Doses used in human studies

Two human datasets exist, and both used the intravenous route. The pharmacokinetic study gave healthy male volunteers five 15-minute intravenous infusions ranging from 4.21 to 140.45 nmol/kg, as single doses, to map the kinetics — the source of the ~2-hour half-life, 0.078 L/h/kg clearance, and 0.22 L/kg volume of distribution [2].

The Phase 2 postoperative-ileus trial used a fixed regimen: 0.03 mg/kg intravenously twice daily, on postoperative days 1 through 7 or until discharge, in 114 bowel-resection patients. The trial missed its primary endpoint (time to first tolerated meal 25.3 vs 32.6 hours, p=0.15), and treatment-emergent adverse events occurred in 87.5% of the ipamorelin arm versus 94.8% of placebo — no ipamorelin-specific safety signal in that short perioperative window [3]. These are the only human dosing figures in the literature, and both are intravenous and clinic-administered.

Doses used in animal studies, by route

Rodent and large-animal studies dominate the dose record.

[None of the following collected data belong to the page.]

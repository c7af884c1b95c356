//! File-backed persistence across store instances.

use std::fs;

use rust_decimal::Decimal;

use domain::{NewUser, UserRole, RATINGS_KEY, STORES_KEY, USERS_KEY};
use rating_service_lib::config::RatingServiceConfig;
use rating_service_lib::open_store;
use rating_service_lib::persistence::{FileStore, PersistenceGateway};
use rating_service_lib::DomainStore;

fn config_for(dir: &std::path::Path) -> RatingServiceConfig {
    RatingServiceConfig::default().with_data_dir(Some(dir.to_path_buf()))
}

#[test]
fn test_fresh_directory_seeds_admin_without_writing() {
    let dir = tempfile::tempdir().unwrap();
    let store = open_store(&config_for(dir.path()));

    assert_eq!(store.users().len(), 1);
    assert!(store
        .authenticate("RKADD@gmail.com", "RKADD@147852369", UserRole::Administrator)
        .is_some());
    assert!(!dir.path().join(format!("{}.json", USERS_KEY)).exists());
}

#[test]
fn test_collections_survive_reopen() {
    let dir = tempfile::tempdir().unwrap();
    let config = config_for(dir.path());

    {
        let mut store = open_store(&config);
        let jane = store
            .add_user(NewUser::new("Jane Doe", "jane@x.com", "", UserRole::NormalUser, "Abc@1234"))
            .unwrap();
        let owner = store
            .add_user(NewUser::new("Olive Owner", "olive@x.com", "", UserRole::StoreOwner, "Abc@1234"))
            .unwrap();
        let cafe = store.add_store(owner.id, "Cafe", "1 Main St").unwrap();
        store.upsert_rating(jane.id, cafe.id, 4).unwrap();
    }

    let store = open_store(&config);
    assert_eq!(store.users().len(), 3);
    assert_eq!(store.stores().len(), 1);
    assert_eq!(store.ratings().len(), 1);
    assert_eq!(store.overall_rating(1), Some(Decimal::from(4)));
}

#[test]
fn test_persisted_format_uses_original_field_names() {
    let dir = tempfile::tempdir().unwrap();
    let mut store = DomainStore::open(PersistenceGateway::new(FileStore::new(dir.path())));
    let owner = store
        .add_user(NewUser::new("Olive Owner", "olive@x.com", "", UserRole::StoreOwner, "Abc@1234"))
        .unwrap();
    store.add_store(owner.id, "Cafe", "1 Main St").unwrap();

    let users: serde_json::Value =
        serde_json::from_str(&fs::read_to_string(dir.path().join("sr_users.json")).unwrap()).unwrap();
    assert_eq!(users[1]["role"], "Store Owner");
    assert_eq!(users[1]["password"], "Abc@1234");

    let stores: serde_json::Value =
        serde_json::from_str(&fs::read_to_string(dir.path().join("sr_stores.json")).unwrap()).unwrap();
    assert_eq!(stores[0]["ownerId"], owner.id);
    assert_eq!(stores[0]["name"], "Cafe");
}

#[test]
fn test_corrupt_files_fall_back_to_defaults() {
    let dir = tempfile::tempdir().unwrap();
    fs::write(dir.path().join(format!("{}.json", USERS_KEY)), "{broken").unwrap();
    fs::write(dir.path().join(format!("{}.json", STORES_KEY)), "[{\"id\":").unwrap();
    fs::write(dir.path().join(format!("{}.json", RATINGS_KEY)), "42").unwrap();

    let store = open_store(&config_for(dir.path()));

    assert_eq!(store.users().len(), 1);
    assert!(store.users()[0].is_admin());
    assert!(store.stores().is_empty());
    assert!(store.ratings().is_empty());
}
//! Presentation-facing error handling.
//!
//! Maps domain failures onto stable codes and messages for whatever front end
//! renders them (the command line today).

use domain::DomainError;
use thiserror::Error;

/// Application error types.
#[derive(Error, Debug)]
pub enum AppError {
    // Authentication & Authorization
    #[error("Access denied")]
    Forbidden,

    #[error("Invalid credentials")]
    InvalidCredentials,

    #[error("Current password is incorrect")]
    WrongPassword,

    // Resource errors
    #[error("{0} not found")]
    NotFound(String),

    #[error("An account with this email already exists")]
    DuplicateEmail,

    #[error("You already have a store")]
    AlreadyOwnsStore,

    // Validation
    #[error("{0}")]
    Validation(String),

    // Internal
    #[error("Internal error")]
    Internal(String),
}

impl AppError {
    /// Get error code for client
    pub fn code(&self) -> &'static str {
        match self {
            AppError::Forbidden => "FORBIDDEN",
            AppError::InvalidCredentials => "INVALID_CREDENTIALS",
            AppError::WrongPassword => "WRONG_PASSWORD",
            AppError::NotFound(_) => "NOT_FOUND",
            AppError::DuplicateEmail => "DUPLICATE_EMAIL",
            AppError::AlreadyOwnsStore => "ALREADY_OWNS_STORE",
            AppError::Validation(_) => "VALIDATION_ERROR",
            AppError::Internal(_) => "INTERNAL_ERROR",
        }
    }

    /// Get user-facing message (hides internal details)
    pub fn user_message(&self) -> String {
        match self {
            AppError::Internal(msg) => {
                tracing::error!("Internal error: {}", msg);
                "An internal error occurred".to_string()
            }
            _ => self.to_string(),
        }
    }
}

// =============================================================================
// Domain Error Conversion
// =============================================================================

impl From<DomainError> for AppError {
    fn from(err: DomainError) -> Self {
        match err {
            DomainError::Validation(msg) => AppError::Validation(msg),
            DomainError::DuplicateEmail => AppError::DuplicateEmail,
            DomainError::Forbidden => AppError::Forbidden,
            DomainError::WrongPassword => AppError::WrongPassword,
            DomainError::NotFound(entity) => AppError::NotFound(entity),
            DomainError::AlreadyOwnsStore => AppError::AlreadyOwnsStore,
            DomainError::InvalidCredentials => AppError::InvalidCredentials,
        }
    }
}

/// Result type alias
pub type AppResult<T> = Result<T, AppError>;

#[cfg(test)]
mod tests {
    use super::*;

    #[test]
    fn test_domain_errors_map_to_codes() {
        let cases = [
            (DomainError::validation("bad"), "VALIDATION_ERROR"),
            (DomainError::DuplicateEmail, "DUPLICATE_EMAIL"),
            (DomainError::Forbidden, "FORBIDDEN"),
            (DomainError::WrongPassword, "WRONG_PASSWORD"),
            (DomainError::not_found("Store"), "NOT_FOUND"),
            (DomainError::AlreadyOwnsStore, "ALREADY_OWNS_STORE"),
            (DomainError::InvalidCredentials, "INVALID_CREDENTIALS"),
        ];

        for (domain, code) in cases {
            assert_eq!(AppError::from(domain).code(), code);
        }
    }

    #[test]
    fn test_user_message_shows_validation_text() {
        let err = AppError::from(DomainError::validation("Invalid email format"));
        assert_eq!(err.user_message(), "Invalid email format");
    }

    #[test]
    fn test_user_message_hides_internal_details() {
        let err = AppError::Internal("disk on fire".to_string());
        assert_eq!(err.user_message(), "An internal error occurred");
    }
}
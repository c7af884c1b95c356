//! Common utilities shared across the workspace.
//!
//! This crate provides:
//! - Presentation-facing error codes and messages
//! - Configuration structures

pub mod config;
pub mod error;

pub use config::*;
pub use error::{AppError, AppResult};
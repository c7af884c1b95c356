//! Domain layer - Core business entities and value objects.
//!
//! Users, stores and ratings for the store-rating platform, together with the
//! field rules they are checked against. This crate has no storage concerns.

pub mod constants;
pub mod error;
pub mod password;
pub mod store;
pub mod user;
pub mod validation;

pub use constants::*;
pub use error::{DomainError, DomainResult};
pub use password::Password;
pub use store::{Rating, Store, StoreFilter};
pub use user::{NewUser, User, UserResponse, UserRole};
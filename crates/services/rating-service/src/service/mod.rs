//! Service layer - the domain store and the views built on top of it.

mod domain_store;
pub mod session;
pub mod sort;

pub use domain_store::{DomainStore, StoreStats};
pub use session::{
    format_rating, AdminSession, OwnerDashboard, OwnerSession, Review, Session, ShopperSession,
    StoreListing, StoreRow,
};
pub use sort::{sort, SortConfig, SortDirection, Sortable, Sorter, StoreSortKey, UserSortKey};
//! Domain store - single owner of the users, stores and ratings collections.
//!
//! Every read and write goes through this type so the uniqueness and
//! referential rules hold after each operation. After a successful mutation the
//! touched collection is mirrored through the [`PersistenceGateway`].

use std::collections::HashSet;
use std::hash::Hash;

use rust_decimal::{Decimal, RoundingStrategy};
use tracing::{error, info, warn};
use validator::Validate;

use domain::{
    DomainError, DomainResult, NewUser, Password, Rating, Store, StoreFilter, User, UserRole,
    MAX_ADDRESS_LENGTH, RATINGS_KEY, STORES_KEY, USERS_KEY,
};

use crate::persistence::{MemoryStore, PersistenceGateway};

/// Headline counts for the administrator dashboard
#[derive(Debug, Clone, Copy, PartialEq, Eq)]
pub struct StoreStats {
    pub total_users: usize,
    pub total_stores: usize,
    pub total_ratings: usize,
}

/// 1 + the largest existing ID, or 1 for an empty collection.
fn next_id(ids: impl Iterator<Item = u64>) -> DomainResult<u64> {
    match ids.max() {
        None => Ok(1),
        Some(max) => max
            .checked_add(1)
            .ok_or_else(|| DomainError::validation("No identifiers left in this collection")),
    }
}

/// Keep the first row for each key and drop later rows sharing it. Rows
/// without a key are always kept.
fn drop_duplicates<T, K: Eq + Hash>(
    rows: Vec<T>,
    collection: &str,
    field: &str,
    key: impl Fn(&T) -> Option<K>,
) -> Vec<T> {
    let mut seen = HashSet::new();
    rows.into_iter()
        .filter(|row| match key(row).map(|k| seen.insert(k)) {
            Some(false) => {
                error!(collection, field, "Dropped persisted row with duplicate value");
                false
            }
            _ => true,
        })
        .collect()
}

fn consistent_users(users: Vec<User>) -> Vec<User> {
    let users = drop_duplicates(users, USERS_KEY, "id", |u| Some(u.id));
    drop_duplicates(users, USERS_KEY, "email", |u| {
        Some(u.email.trim().to_lowercase())
    })
}

fn consistent_stores(stores: Vec<Store>) -> Vec<Store> {
    let stores = drop_duplicates(stores, STORES_KEY, "id", |s| Some(s.id));
    drop_duplicates(stores, STORES_KEY, "ownerId", |s| s.owner_id)
}

fn consistent_ratings(ratings: Vec<Rating>) -> Vec<Rating> {
    let ratings: Vec<Rating> = ratings
        .into_iter()
        .filter(|r| match domain::validation::validate_rating(r.rating) {
            Ok(()) => true,
            Err(_) => {
                error!(rating_id = r.id, rating = r.rating, "Dropped persisted rating out of range");
                false
            }
        })
        .collect();
    let ratings = drop_duplicates(ratings, RATINGS_KEY, "id", |r| Some(r.id));
    drop_duplicates(ratings, RATINGS_KEY, "userId+storeId", |r| {
        Some((r.user_id, r.store_id))
    })
}

/// In-memory relational store with derived rating aggregates.
pub struct DomainStore {
    users: Vec<User>,
    stores: Vec<Store>,
    ratings: Vec<Rating>,
    gateway: PersistenceGateway,
}

impl DomainStore {
    /// Load all collections, seeding the default administrator when no users
    /// are persisted.
    pub fn open(gateway: PersistenceGateway) -> Self {
        Self::open_with_seed(gateway, vec![User::seed_admin()])
    }

    /// Load all collections, using `seed_users` when no users are persisted.
    /// Rows that break a uniqueness or range rule are dropped.
    pub fn open_with_seed(gateway: PersistenceGateway, seed_users: Vec<User>) -> Self {
        let users = consistent_users(gateway.load(USERS_KEY, seed_users));
        let stores = consistent_stores(gateway.load(STORES_KEY, Vec::new()));
        let ratings = consistent_ratings(gateway.load(RATINGS_KEY, Vec::new()));

        info!(
            users = users.len(),
            stores = stores.len(),
            ratings = ratings.len(),
            "Domain store opened"
        );

        Self {
            users,
            stores,
            ratings,
            gateway,
        }
    }

    /// Store backed by a process-local medium.
    pub fn in_memory() -> Self {
        Self::open(PersistenceGateway::new(MemoryStore::new()))
    }

    // =========================================================================
    // Users
    // =========================================================================

    /// Register a user after validating the candidate and checking that the
    /// email is not taken (case-insensitive).
    pub fn add_user(&mut self, candidate: NewUser) -> DomainResult<User> {
        let candidate = candidate.normalized();
        candidate.validate()?;

        if self.users.iter().any(|u| u.has_email(&candidate.email)) {
            warn!(email = %candidate.email, "Rejected user with duplicate email");
            return Err(DomainError::DuplicateEmail);
        }

        let user = User {
            id: next_id(self.users.iter().map(|u| u.id))?,
            name: candidate.name,
            email: candidate.email,
            address: candidate.address,
            role: candidate.role,
            password: Password::from_stored(candidate.password),
        };

        self.users.push(user.clone());
        self.persist_users();

        info!(user_id = user.id, role = %user.role, "User added");
        Ok(user)
    }

    /// Remove a user on behalf of an administrator. The acting administrator
    /// cannot remove itself. Ratings and stores of the removed user are kept.
    pub fn remove_user(&mut self, user_id: u64, requesting_admin_id: u64) -> DomainResult<()> {
        if user_id == requesting_admin_id {
            warn!(user_id, "Administrator attempted to remove itself");
            return Err(DomainError::Forbidden);
        }

        let requester_is_admin = self
            .find_user(requesting_admin_id)
            .is_some_and(User::is_admin);
        if !requester_is_admin {
            warn!(requesting_admin_id, "Non-administrator attempted to remove a user");
            return Err(DomainError::Forbidden);
        }

        let index = self
            .users
            .iter()
            .position(|u| u.id == user_id)
            .ok_or_else(|| DomainError::not_found("User"))?;

        self.users.remove(index);
        self.persist_users();

        info!(user_id, requesting_admin_id, "User removed");
        Ok(())
    }

    /// The user whose email (case-insensitive), password and role all match.
    pub fn authenticate(&self, email: &str, password: &str, role: UserRole) -> Option<&User> {
        self.users
            .iter()
            .find(|u| u.has_email(email) && u.password.verify(password) && u.role == role)
    }

    /// Replace a user's password after checking the current one.
    pub fn change_password(
        &mut self,
        user_id: u64,
        current_password: &str,
        new_password: &str,
    ) -> DomainResult<()> {
        let user = self
            .users
            .iter_mut()
            .find(|u| u.id == user_id)
            .ok_or_else(|| DomainError::not_found("User"))?;

        if !user.password.verify(current_password) {
            warn!(user_id, "Password change rejected: wrong current password");
            return Err(DomainError::WrongPassword);
        }

        user.password = Password::new(new_password)?;
        self.persist_users();

        info!(user_id, "Password changed");
        Ok(())
    }

    pub fn users(&self) -> &[User] {
        &self.users
    }

    pub fn find_user(&self, user_id: u64) -> Option<&User> {
        self.users.iter().find(|u| u.id == user_id)
    }

    // =========================================================================
    // Stores
    // =========================================================================

    /// Open a store for a store owner. Each owner may hold at most one store.
    pub fn add_store(&mut self, owner_id: u64, name: &str, address: &str) -> DomainResult<Store> {
        let owner = self
            .find_user(owner_id)
            .ok_or_else(|| DomainError::not_found("User"))?;

        if owner.role != UserRole::StoreOwner {
            warn!(owner_id, role = %owner.role, "Only store owners can open a store");
            return Err(DomainError::Forbidden);
        }

        if self.store_owned_by(owner_id).is_some() {
            warn!(owner_id, "Owner already has a store");
            return Err(DomainError::AlreadyOwnsStore);
        }

        let name = name.trim();
        let address = address.trim();
        if name.is_empty() {
            return Err(DomainError::validation("Store name is required"));
        }
        if address.is_empty() {
            return Err(DomainError::validation("Store address is required"));
        }
        if address.chars().count() as u64 > MAX_ADDRESS_LENGTH {
            return Err(DomainError::validation(format!(
                "Address must be max {} characters",
                MAX_ADDRESS_LENGTH
            )));
        }

        let store = Store {
            id: next_id(self.stores.iter().map(|s| s.id))?,
            name: name.to_string(),
            address: address.to_string(),
            owner_id: Some(owner_id),
        };

        self.stores.push(store.clone());
        self.persist_stores();

        info!(store_id = store.id, owner_id, "Store added");
        Ok(store)
    }

    /// Rename a store. An empty name leaves the store unchanged.
    pub fn rename_store(&mut self, store_id: u64, new_name: &str) -> DomainResult<()> {
        let store = self
            .stores
            .iter_mut()
            .find(|s| s.id == store_id)
            .ok_or_else(|| DomainError::not_found("Store"))?;

        let new_name = new_name.trim();
        if new_name.is_empty() {
            return Ok(());
        }

        store.name = new_name.to_string();
        self.persist_stores();

        info!(store_id, "Store renamed");
        Ok(())
    }

    /// Remove a store. Ratings that reference it are kept.
    pub fn remove_store(&mut self, store_id: u64) -> DomainResult<()> {
        let index = self
            .stores
            .iter()
            .position(|s| s.id == store_id)
            .ok_or_else(|| DomainError::not_found("Store"))?;

        self.stores.remove(index);
        self.persist_stores();

        info!(store_id, "Store removed");
        Ok(())
    }

    /// Claimed stores whose name or address contains the query, ignoring case.
    pub fn list_stores(&self, filter: &StoreFilter) -> Vec<&Store> {
        let needle = filter.query.trim().to_lowercase();
        self.stores
            .iter()
            .filter(|s| s.owner_id.is_some() && s.matches(&needle))
            .collect()
    }

    pub fn stores(&self) -> &[Store] {
        &self.stores
    }

    pub fn find_store(&self, store_id: u64) -> Option<&Store> {
        self.stores.iter().find(|s| s.id == store_id)
    }

    pub fn store_owned_by(&self, owner_id: u64) -> Option<&Store> {
        self.stores.iter().find(|s| s.is_owned_by(owner_id))
    }

    // =========================================================================
    // Ratings
    // =========================================================================

    /// Record a user's rating of a store, replacing their previous value in
    /// place when one exists.
    pub fn upsert_rating(&mut self, user_id: u64, store_id: u64, rating: u8) -> DomainResult<Rating> {
        domain::validation::validate_rating(rating)?;

        if self.find_user(user_id).is_none() {
            return Err(DomainError::not_found("User"));
        }
        if self.find_store(store_id).is_none() {
            return Err(DomainError::not_found("Store"));
        }

        let saved = match self
            .ratings
            .iter_mut()
            .find(|r| r.user_id == user_id && r.store_id == store_id)
        {
            Some(existing) => {
                existing.rating = rating;
                *existing
            }
            None => {
                let created = Rating {
                    id: next_id(self.ratings.iter().map(|r| r.id))?,
                    user_id,
                    store_id,
                    rating,
                };
                self.ratings.push(created);
                created
            }
        };
        self.persist_ratings();

        info!(rating_id = saved.id, user_id, store_id, rating, "Rating saved");
        Ok(saved)
    }

    /// Mean of all ratings for the store, rounded to one decimal place.
    /// `None` when the store has no ratings.
    pub fn overall_rating(&self, store_id: u64) -> Option<Decimal> {
        let (sum, count) = self
            .ratings
            .iter()
            .filter(|r| r.store_id == store_id)
            .fold((0u64, 0u64), |(sum, count), r| {
                (sum + u64::from(r.rating), count + 1)
            });

        if count == 0 {
            return None;
        }

        let mean = Decimal::from(sum) / Decimal::from(count);
        Some(mean.round_dp_with_strategy(1, RoundingStrategy::MidpointAwayFromZero))
    }

    pub fn user_rating(&self, user_id: u64, store_id: u64) -> Option<&Rating> {
        self.ratings
            .iter()
            .find(|r| r.user_id == user_id && r.store_id == store_id)
    }

    pub fn ratings_for_store(&self, store_id: u64) -> Vec<&Rating> {
        self.ratings
            .iter()
            .filter(|r| r.store_id == store_id)
            .collect()
    }

    pub fn ratings(&self) -> &[Rating] {
        &self.ratings
    }

    pub fn stats(&self) -> StoreStats {
        StoreStats {
            total_users: self.users.len(),
            total_stores: self.stores.len(),
            total_ratings: self.ratings.len(),
        }
    }

    // =========================================================================
    // Persistence
    // =========================================================================

    fn persist_users(&mut self) {
        self.gateway.save(USERS_KEY, &self.users);
    }

    fn persist_stores(&mut self) {
        self.gateway.save(STORES_KEY, &self.stores);
    }

    fn persist_ratings(&mut self) {
        self.gateway.save(RATINGS_KEY, &self.ratings);
    }
}
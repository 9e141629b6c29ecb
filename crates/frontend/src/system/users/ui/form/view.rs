use contracts::system::users::{Role, User};
use leptos::prelude::*;
use leptos::task::spawn_local;
use thaw::*;

use super::state::{TextField, UserFormState, UserPayload};
use crate::shared::async_action::{run_logged, AsyncCallback};
use crate::shared::icons::icon;
use crate::shared::modal_frame::ModalFrame;

/// Create/edit dialog. The page owns the request and its error.
#[component]
pub fn UserFormDialog(
    #[prop(into)] open: Signal<bool>,
    #[prop(into)] user: Signal<Option<User>>,
    on_close: Callback<()>,
    on_save: AsyncCallback<UserPayload>,
    #[prop(into)] is_loading: Signal<bool>,
    #[prop(into)] error: Signal<Option<String>>,
) -> impl IntoView {
    let state = RwSignal::new(UserFormState::default());
    let on_save = StoredValue::new_local(on_save);

    // Re-initialise on every open and on every change of the edited user.
    Effect::new(move |_| {
        let is_open = open.get();
        let current = user.get();
        state.update(|s| s.sync(is_open, current.as_ref()));
    });

    let is_edit = Signal::derive(move || state.with(|s| s.is_edit_mode()));

    let handle_submit = move || {
        let busy = is_loading.get_untracked();
        let Some(payload) = state.try_update(|s| s.submit_unless_loading(busy)).flatten() else {
            return;
        };
        let action = on_save.get_value();
        spawn_local(async move {
            run_logged(&action, payload, "Error saving user").await;
        });
    };

    let title = Signal::derive(move || {
        if is_edit.get() {
            "Edit user".to_string()
        } else {
            "Add new user".to_string()
        }
    });

    view! {
        <Show when=move || open.get()>
            <ModalFrame on_close=on_close title=title modal_class="user-form-dialog">
                <form
                    class="form"
                    on:submit=move |ev| {
                        ev.prevent_default();
                        handle_submit();
                    }
                >
                    {move || error.get().map(|e| view! {
                        <div class="alert alert--error">
                            {icon("alert-circle")}
                            <span>{e}</span>
                        </div>
                    })}

                    <Show when=move || !is_edit.get()>
                        <FormTextField
                            state=state
                            field=TextField::Username
                            label="Username *"
                            input_type="text"
                            placeholder="e.g. cashier_01"
                            disabled=is_loading
                        />
                    </Show>

                    <FormTextField
                        state=state
                        field=TextField::Email
                        label="Email *"
                        input_type="email"
                        placeholder="name@example.com"
                        disabled=is_loading
                    />

                    <Show when=move || !is_edit.get()>
                        <FormTextField
                            state=state
                            field=TextField::Password
                            label="Password *"
                            input_type="password"
                            placeholder="At least 6 characters"
                            disabled=is_loading
                        />
                    </Show>

                    <FormTextField
                        state=state
                        field=TextField::FullName
                        label="Full name"
                        input_type="text"
                        placeholder=""
                        disabled=is_loading
                    />

                    <FormTextField
                        state=state
                        field=TextField::PhoneNumber
                        label="Phone number"
                        input_type="tel"
                        placeholder="+966 50 000 0000"
                        disabled=is_loading
                    />

                    <div class="form__group">
                        <label class="form__label" for="user-form-role">"Role"</label>
                        <select
                            id="user-form-role"
                            class="form__select"
                            prop:value=move || state.with(|s| s.draft.role_id.to_string())
                            disabled=move || is_loading.get()
                            on:change=move |ev| {
                                if let Ok(id) = event_target_value(&ev).parse::<i32>() {
                                    state.update(|s| s.set_role(id));
                                }
                            }
                        >
                            {Role::ALL
                                .iter()
                                .map(|role| view! {
                                    <option value=role.id().to_string()>{role.label()}</option>
                                })
                                .collect_view()}
                        </select>
                    </div>

                    <div class="form__group form__group--inline">
                        <label class="form__checkbox">
                            <input
                                type="checkbox"
                                prop:checked=move || state.with(|s| s.draft.is_active)
                                disabled=move || is_loading.get()
                                on:change=move |ev| {
                                    let checked = event_target_checked(&ev);
                                    state.update(|s| s.set_active(checked));
                                }
                            />
                            " Active account"
                        </label>
                    </div>

                    <div class="modal-footer">
                        <Button
                            appearance=ButtonAppearance::Secondary
                            on_click=move |_| on_close.run(())
                            disabled=is_loading
                        >
                            "Cancel"
                        </Button>
                        <Button
                            appearance=ButtonAppearance::Primary
                            on_click=move |_| handle_submit()
                            disabled=is_loading
                        >
                            {move || if is_loading.get() {
                                view! { {icon("loader")} " Saving..." }.into_any()
                            } else if is_edit.get() {
                                view! { {icon("edit")} " Save changes" }.into_any()
                            } else {
                                view! { {icon("user-plus")} " Add user" }.into_any()
                            }}
                        </Button>
                    </div>
                </form>
            </ModalFrame>
        </Show>
    }
}

#[component]
fn FormTextField(
    state: RwSignal<UserFormState>,
    field: TextField,
    label: &'static str,
    input_type: &'static str,
    placeholder: &'static str,
    #[prop(into)] disabled: Signal<bool>,
) -> impl IntoView {
    let error = move || state.with(|s| s.errors.get(field).map(str::to_string));
    let id = format!("user-form-{:?}", field).to_lowercase();

    view! {
        <div class="form__group">
            <label class="form__label" for=id.clone()>{label}</label>
            <input
                id=id
                type=input_type
                placeholder=placeholder
                class=move || if error().is_some() { "form__input form__input--error" } else { "form__input" }
                prop:value=move || state.with(|s| s.draft.text(field).to_string())
                disabled=move || disabled.get()
                on:input=move |ev| {
                    let value = event_target_value(&ev);
                    state.update(|s| s.set_field(field, value));
                }
            />
            {move || error().map(|e| view! { <span class="form__error">{e}</span> })}
        </div>
    }
}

In rats, the bone-growth study used subcutaneous ipamorelin at 18, 90, and 450 micrograms per day, divided three times daily for 15 days [4]. The 2024 ferret cachexia study used intraperitoneal ipamorelin at 1-3 mg/kg [9]. The founding swine and rat characterization established the GH ED50 at 2.3 nmol/kg in swine by the intravenous route [1].

Routes studied include intravenous (human PK and clinical trials; rodent efficacy), subcutaneous (rodent bone and body-composition work, and the dominant route in community use), intranasal (rodent PK, roughly 20% bioavailability), and intraperitoneal (rodent and ferret efficacy). Oral delivery applies only to engineered ipamorelin-derived analogs, not to ipamorelin itself, which is not orally bioavailable [8].

How the half-life shapes the dosing picture

A roughly 2-hour terminal half-life and a single GH pulse that peaks near 40 minutes [2] explain the shape of the studied regimens: short, repeated intravenous dosing in the human trial (twice daily) [3] and divided daily dosing in the rat bone study (three times daily) [4], rather than a single sustained exposure. A short half-life means the compound is cleared between doses and the GH response is pulsatile rather than continuous.

This is also why community 'stack' protocols pairing ipamorelin with CJC-1295 are explicitly outside the evidence base. Those subcutaneous regimens have no peer-reviewed human dosing basis, were never tested as a combination in any trial, and are described here as anecdotal, not recommended [3].

Handling and stability (research-supply context)

Ipamorelin is supplied as a lyophilized (freeze-dried) powder, as either the free base or the acetate salt, and reconstituted with bacteriostatic water for research handling. As a peptide it is degraded by heat and by repeated freeze-thaw cycles, and reconstituted solution is typically kept refrigerated. These are general peptide-handling observations from the research-supply literature, not a clinical preparation instruction, and they carry no dosing implication.